[Start of section]
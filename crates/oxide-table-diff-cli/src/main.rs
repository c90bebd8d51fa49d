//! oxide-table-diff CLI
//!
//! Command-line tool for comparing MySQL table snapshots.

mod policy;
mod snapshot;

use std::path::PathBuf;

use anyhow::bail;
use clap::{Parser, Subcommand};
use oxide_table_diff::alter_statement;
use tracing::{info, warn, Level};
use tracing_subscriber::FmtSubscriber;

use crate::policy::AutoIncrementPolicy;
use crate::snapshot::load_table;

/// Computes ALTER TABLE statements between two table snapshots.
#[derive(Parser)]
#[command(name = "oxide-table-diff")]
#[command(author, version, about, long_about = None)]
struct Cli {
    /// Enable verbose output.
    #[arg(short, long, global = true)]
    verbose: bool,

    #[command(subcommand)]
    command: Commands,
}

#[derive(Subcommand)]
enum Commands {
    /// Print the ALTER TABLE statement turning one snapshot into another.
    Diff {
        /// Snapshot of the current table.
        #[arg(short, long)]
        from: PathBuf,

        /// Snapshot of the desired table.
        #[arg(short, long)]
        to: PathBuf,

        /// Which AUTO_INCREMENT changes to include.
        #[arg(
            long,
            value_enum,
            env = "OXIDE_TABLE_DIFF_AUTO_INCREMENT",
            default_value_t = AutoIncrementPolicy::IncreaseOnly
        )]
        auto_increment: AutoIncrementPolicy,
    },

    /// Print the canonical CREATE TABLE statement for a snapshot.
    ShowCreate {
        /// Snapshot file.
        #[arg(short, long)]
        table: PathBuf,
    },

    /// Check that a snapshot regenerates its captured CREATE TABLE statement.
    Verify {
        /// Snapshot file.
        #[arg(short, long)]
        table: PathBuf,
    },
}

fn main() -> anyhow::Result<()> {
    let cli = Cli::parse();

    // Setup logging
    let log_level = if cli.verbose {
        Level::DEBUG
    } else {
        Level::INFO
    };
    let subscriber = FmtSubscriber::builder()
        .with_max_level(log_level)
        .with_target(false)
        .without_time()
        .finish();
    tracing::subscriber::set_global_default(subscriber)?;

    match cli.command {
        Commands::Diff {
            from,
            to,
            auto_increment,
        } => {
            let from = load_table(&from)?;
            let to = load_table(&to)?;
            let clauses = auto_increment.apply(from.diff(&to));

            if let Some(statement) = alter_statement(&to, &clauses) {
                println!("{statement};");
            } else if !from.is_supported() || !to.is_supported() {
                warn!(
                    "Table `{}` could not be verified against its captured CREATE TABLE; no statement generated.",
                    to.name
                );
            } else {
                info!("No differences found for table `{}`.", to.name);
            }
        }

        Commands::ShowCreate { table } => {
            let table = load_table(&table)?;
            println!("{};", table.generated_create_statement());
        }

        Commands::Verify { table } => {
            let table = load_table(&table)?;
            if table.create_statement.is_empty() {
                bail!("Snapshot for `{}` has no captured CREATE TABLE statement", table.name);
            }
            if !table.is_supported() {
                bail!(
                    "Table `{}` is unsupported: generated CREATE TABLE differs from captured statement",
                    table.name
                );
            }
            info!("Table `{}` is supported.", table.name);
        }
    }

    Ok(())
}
[End of section]
▸ THE PROBLEM: Extract each line from the listing that holds the word "Parser".

▸ REPLY:
use clap::{Parser, Subcommand};
#[derive(Parser)]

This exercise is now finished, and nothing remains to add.